Para começar, acho um disparate dizer, sem mais, que o rei foi assassinado. Na verdade, basta ler algumas prosas avulsas recentemente publicadas e dar uma vista de olhos à hagiografia que lhe dedicou Rui Ramos (consta da colecção de biografias dos monarcas portugueses editada pelo Circulo dos Leitores) para perceber que Carlos se suicidou.

Não descortino outra explicação para o facto de um rei tão doente  impopular (nos dias seguintes ao seu passamento as ruas de Lisboa e Porto estavam pejadas de gente usando gravatas verde-rubras) ter optado por seguir num landau, uma carruagem aberta, após desembarcar junto ao Terreiro do Paço, regressado de umas ociosas férias em Vila Viçosa.

Poucos dias antes, a polícia do ditador João Franco (cujo único suporte era o rei) tinha estrangulado uma revoltam em que estavam conluiados republicanos e monárquicas dissidentesm e metido na choldra proeminentes figuras da Oposição.

Nesta conjuntura, a decisão de Carlos de atravessar a multidão no Terreiro do Paço a bordo de uma carruagem aberta é um acto tão disparatado e suicidário como Jorge Nuno Pinto da Costa ir pavonear-se sozinho para o terceiro anel da Luz, em noite de Benfica-Porto.

Não é preciso ser um Einstein para perceber o porquê deste acto desesperado. O rei sabia que tinha os dias contados depois de lhe ter sido diagnosticado diabetes, à época uma doença mortal, pois os tratamentos com insulina só surgiriam uns 30 anos depois.

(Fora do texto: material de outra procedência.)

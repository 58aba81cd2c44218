//! Night-Mode Window Logic
//!
//! Decides when the device should dim its LEDs and display. The window
//! is a time-of-day interval that may cross midnight (22:00-07:00 is the
//! shipped default), with a manual override and a fail-safe: when the
//! clock is not trustworthy the device stays in day mode rather than
//! going dark on bad data.

use crate::errors::{ConfigError, ConfigResult};
use crate::time::TimeOfDay;

/// Manual override for the night-mode decision
#[derive(Debug, Clone, Copy, PartialEq, Eq, Default)]
#[cfg_attr(feature = "serde", derive(serde::Serialize, serde::Deserialize))]
pub enum NightModeOverride {
    /// Follow the time-based window
    #[default]
    Auto,
    /// Never enter night mode
    ForceOff,
    /// Always stay in night mode
    ForceOn,
}

/// Whether `current` falls inside the night window
///
/// Both boundaries are half-open: the start minute is inside, the end
/// minute is not. A window whose start is after its end crosses midnight
/// and matches the union of the two wrap-around segments.
pub fn is_within_night_mode(current: TimeOfDay, start: TimeOfDay, end: TimeOfDay) -> bool {
    let current = current.to_minutes();
    let start = start.to_minutes();
    let end = end.to_minutes();

    if start <= end {
        // Same-day window
        current >= start && current < end
    } else {
        // Window crosses midnight
        current >= start || current < end
    }
}

/// The next time the night-mode state flips
///
/// While in night mode the next change is the window end; otherwise it
/// is the window start.
pub const fn next_state_change(
    start: TimeOfDay,
    end: TimeOfDay,
    currently_night: bool,
) -> TimeOfDay {
    if currently_night {
        end
    } else {
        start
    }
}

/// Full night-mode decision ladder
///
/// Overrides win outright; then the feature must be enabled and the
/// clock trustworthy before the time window is consulted. An invalid
/// clock falls back to day mode.
pub fn should_be_night_mode(
    current: TimeOfDay,
    start: TimeOfDay,
    end: TimeOfDay,
    enabled: bool,
    override_mode: NightModeOverride,
    time_valid: bool,
) -> bool {
    match override_mode {
        NightModeOverride::ForceOn => return true,
        NightModeOverride::ForceOff => return false,
        NightModeOverride::Auto => {}
    }

    if !enabled {
        return false;
    }

    if !time_valid {
        // No trustworthy clock: stay in day mode
        return false;
    }

    is_within_night_mode(current, start, end)
}

/// Night-mode configuration as stored in device settings
///
/// Start/end are validated at construction; the override and enable flag
/// mirror the switches exposed in the device UI.
#[derive(Debug, Clone, Copy, PartialEq)]
#[cfg_attr(feature = "serde", derive(serde::Serialize, serde::Deserialize))]
pub struct NightSchedule {
    /// Window start (inclusive)
    pub start: TimeOfDay,
    /// Window end (exclusive)
    pub end: TimeOfDay,
    /// Whether the night-mode feature is enabled at all
    pub enabled: bool,
    /// Manual override
    pub override_mode: NightModeOverride,
}

impl NightSchedule {
    /// Enabled schedule with the given window and no override
    ///
    /// Rejects start or end times that are not real times of day.
    pub fn try_new(start: TimeOfDay, end: TimeOfDay) -> ConfigResult<Self> {
        for t in [start, end] {
            if !t.is_valid() {
                return Err(ConfigError::InvalidTime {
                    hour: t.hour,
                    minute: t.minute,
                });
            }
        }

        Ok(Self {
            start,
            end,
            enabled: true,
            override_mode: NightModeOverride::Auto,
        })
    }

    /// Whether night mode should be active right now
    pub fn is_active(&self, current: TimeOfDay, time_valid: bool) -> bool {
        should_be_night_mode(
            current,
            self.start,
            self.end,
            self.enabled,
            self.override_mode,
            time_valid,
        )
    }

    /// The next time the active state flips
    pub fn next_change(&self, currently_night: bool) -> TimeOfDay {
        next_state_change(self.start, self.end, currently_night)
    }
}
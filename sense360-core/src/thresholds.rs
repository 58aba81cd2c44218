//! Threshold-Based Air Quality Classification
//!
//! Maps scalar sensor readings (PM, VOC, NOx, CO2) onto the ordered
//! Good/Moderate/Unhealthy/Poor ladder, reduces multiple statuses to the
//! worst one, and papers over transient NaN gaps from sensors that are
//! still warming up.
//!
//! All comparisons are strict less-than: a reading exactly equal to a
//! threshold falls into the next (worse) bucket. NaN readings classify as
//! `Unknown`, which is excluded from worst-of reductions unless every
//! input is Unknown.

use crate::constants::thresholds as defaults;
use crate::errors::{ConfigError, ConfigResult};

/// Air quality status for a sensor reading
///
/// Ordered by severity: `Good < Moderate < Unhealthy < Poor`. `Unknown`
/// marks an invalid (NaN) reading and sits below every real status so it
/// never wins a max-based aggregation.
#[derive(Debug, Clone, Copy, PartialEq, Eq, PartialOrd, Ord)]
#[cfg_attr(feature = "serde", derive(serde::Serialize, serde::Deserialize))]
#[repr(i8)]
pub enum AirQualityStatus {
    /// Reading was NaN or the sensor has not reported yet
    Unknown = -1,
    /// Below the "good" threshold
    Good = 0,
    /// Below the "moderate" threshold
    Moderate = 1,
    /// Below the "unhealthy" threshold
    Unhealthy = 2,
    /// At or above the "unhealthy" threshold
    Poor = 3,
}

impl AirQualityStatus {
    /// Human-readable name
    pub const fn name(&self) -> &'static str {
        match self {
            AirQualityStatus::Good => "Good",
            AirQualityStatus::Moderate => "Moderate",
            AirQualityStatus::Unhealthy => "Unhealthy",
            AirQualityStatus::Poor => "Poor",
            AirQualityStatus::Unknown => "Unknown",
        }
    }
}

impl core::fmt::Display for AirQualityStatus {
    fn fmt(&self, f: &mut core::fmt::Formatter<'_>) -> core::fmt::Result {
        f.write_str(self.name())
    }
}

/// Classify a sensor reading against a threshold triple
///
/// NaN yields `Unknown`. Otherwise the first strict-less-than test wins:
/// below `good_threshold` is Good, below `moderate_threshold` is Moderate,
/// below `unhealthy_threshold` is Unhealthy, anything else is Poor. A
/// value exactly at a threshold lands in the worse bucket.
pub fn classify_value(
    value: f32,
    good_threshold: f32,
    moderate_threshold: f32,
    unhealthy_threshold: f32,
) -> AirQualityStatus {
    if value.is_nan() {
        return AirQualityStatus::Unknown;
    }

    if value < good_threshold {
        AirQualityStatus::Good
    } else if value < moderate_threshold {
        AirQualityStatus::Moderate
    } else if value < unhealthy_threshold {
        AirQualityStatus::Unhealthy
    } else {
        AirQualityStatus::Poor
    }
}

/// Worst of two statuses, ignoring Unknown
///
/// Unknown is the identity: it only survives when both inputs are
/// Unknown. Otherwise the maximum by severity wins.
pub fn worst_status(a: AirQualityStatus, b: AirQualityStatus) -> AirQualityStatus {
    match (a, b) {
        (AirQualityStatus::Unknown, other) => other,
        (other, AirQualityStatus::Unknown) => other,
        (a, b) => a.max(b),
    }
}

/// Worst of three statuses, ignoring Unknown
pub fn worst_status3(
    a: AirQualityStatus,
    b: AirQualityStatus,
    c: AirQualityStatus,
) -> AirQualityStatus {
    worst_status(worst_status(a, b), c)
}

/// Worst of four statuses, ignoring Unknown
pub fn worst_status4(
    a: AirQualityStatus,
    b: AirQualityStatus,
    c: AirQualityStatus,
    d: AirQualityStatus,
) -> AirQualityStatus {
    worst_status(worst_status(a, b), worst_status(c, d))
}

/// Worst status over any number of readings
///
/// Returns `Unknown` for an empty or all-Unknown input.
pub fn worst_status_of<I>(statuses: I) -> AirQualityStatus
where
    I: IntoIterator<Item = AirQualityStatus>,
{
    statuses
        .into_iter()
        .fold(AirQualityStatus::Unknown, worst_status)
}

/// Pick a displayable value when the current reading may be NaN
///
/// Returns `current` if it is a real number, else `last_valid` if that is,
/// else `fallback`. Used for the CO2 sensor during its heating-up phase,
/// where readings drop out for a few cycles.
pub fn preserve_last_valid(current: f32, last_valid: f32, fallback: f32) -> f32 {
    if !current.is_nan() {
        return current;
    }
    if !last_valid.is_nan() {
        return last_valid;
    }
    fallback
}

/// Advance the caller-held last-valid tracker
///
/// Returns `current` when it is a real number, else the unchanged
/// `last_valid`. The caller stores the return value and threads it back
/// in on the next polling cycle; there is no hidden state here.
pub fn update_last_valid(current: f32, last_valid: f32) -> f32 {
    if !current.is_nan() {
        return current;
    }
    last_valid
}

/// A validated threshold triple for one pollutant
///
/// Carries the upper limits of the Good, Moderate, and Unhealthy buckets.
/// The named constructors give the Sense360 defaults; deployments build
/// their own with [`Thresholds::try_new`].
#[derive(Debug, Clone, Copy, PartialEq)]
#[cfg_attr(feature = "serde", derive(serde::Serialize, serde::Deserialize))]
pub struct Thresholds {
    /// Upper limit for Good
    pub good: f32,
    /// Upper limit for Moderate
    pub moderate: f32,
    /// Upper limit for Unhealthy
    pub unhealthy: f32,
}

impl Thresholds {
    /// Validated constructor: rejects triples that are not strictly ascending
    ///
    /// NaN fails the ascending comparison, so NaN thresholds are rejected
    /// by the same check.
    pub fn try_new(good: f32, moderate: f32, unhealthy: f32) -> ConfigResult<Self> {
        if !(good < moderate && moderate < unhealthy) {
            return Err(ConfigError::ThresholdsNotAscending {
                good,
                moderate,
                unhealthy,
            });
        }
        Ok(Self {
            good,
            moderate,
            unhealthy,
        })
    }

    /// Default PM1.0 thresholds (µg/m³)
    pub const fn pm1() -> Self {
        Self {
            good: defaults::PM1_GOOD,
            moderate: defaults::PM1_MODERATE,
            unhealthy: defaults::PM1_UNHEALTHY,
        }
    }

    /// Default PM2.5 thresholds (µg/m³)
    pub const fn pm2_5() -> Self {
        Self {
            good: defaults::PM25_GOOD,
            moderate: defaults::PM25_MODERATE,
            unhealthy: defaults::PM25_UNHEALTHY,
        }
    }

    /// Default PM4.0 thresholds (µg/m³)
    pub const fn pm4() -> Self {
        Self {
            good: defaults::PM40_GOOD,
            moderate: defaults::PM40_MODERATE,
            unhealthy: defaults::PM40_UNHEALTHY,
        }
    }

    /// Default PM10 thresholds (µg/m³)
    pub const fn pm10() -> Self {
        Self {
            good: defaults::PM10_GOOD,
            moderate: defaults::PM10_MODERATE,
            unhealthy: defaults::PM10_UNHEALTHY,
        }
    }

    /// Default VOC index thresholds
    pub const fn voc() -> Self {
        Self {
            good: defaults::VOC_GOOD,
            moderate: defaults::VOC_MODERATE,
            unhealthy: defaults::VOC_UNHEALTHY,
        }
    }

    /// Default NOx index thresholds
    pub const fn nox() -> Self {
        Self {
            good: defaults::NOX_GOOD,
            moderate: defaults::NOX_MODERATE,
            unhealthy: defaults::NOX_UNHEALTHY,
        }
    }

    /// Default CO2 thresholds (ppm)
    pub const fn co2() -> Self {
        Self {
            good: defaults::CO2_GOOD,
            moderate: defaults::CO2_MODERATE,
            unhealthy: defaults::CO2_UNHEALTHY,
        }
    }

    /// Classify a reading against this triple
    pub fn classify(&self, value: f32) -> AirQualityStatus {
        classify_value(value, self.good, self.moderate, self.unhealthy)
    }
}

Gordo como um texugo, hipertenso e diabético, Carlos era uma bomba relógio ambulante, que preferiu suicidar-se por pessoas interpostas em vez de morrer na cama em cima de uma aia da mulher Amélia (que tudo leva a crer lhe retribuia as infidelidades encornando-o com o Mouzinho).

Neste sentido, o papel de Manuel Buíça e Alfredo Costa na História deve ser revisto. Eles não foram regicidas, mas sim ajudantes na eutanásia do rei.

Esta ideia de Carlos foi muito boa. Ao morrer baleado, conquistou uma entrada simpática e romântica na História.

Em vez de ser recordado como o Rei que desprezava o país (que caracterizou como uma «piolheira»), que traiu a pátria cedendo ao Ultimatum inglês e que gastava mais do lhe era dado generosamente pelo país (estava sempre a pedir adiantamentos, apesar de por dia receber quatro vezes mais do que um professor primário como Buíça ganhava num ano!), é evocado como um mártir.

Carlos teve muito sorte e conseguiu uma saída da vida muito melhor do que a merecia. Como dizia o outro, há cães com sorte.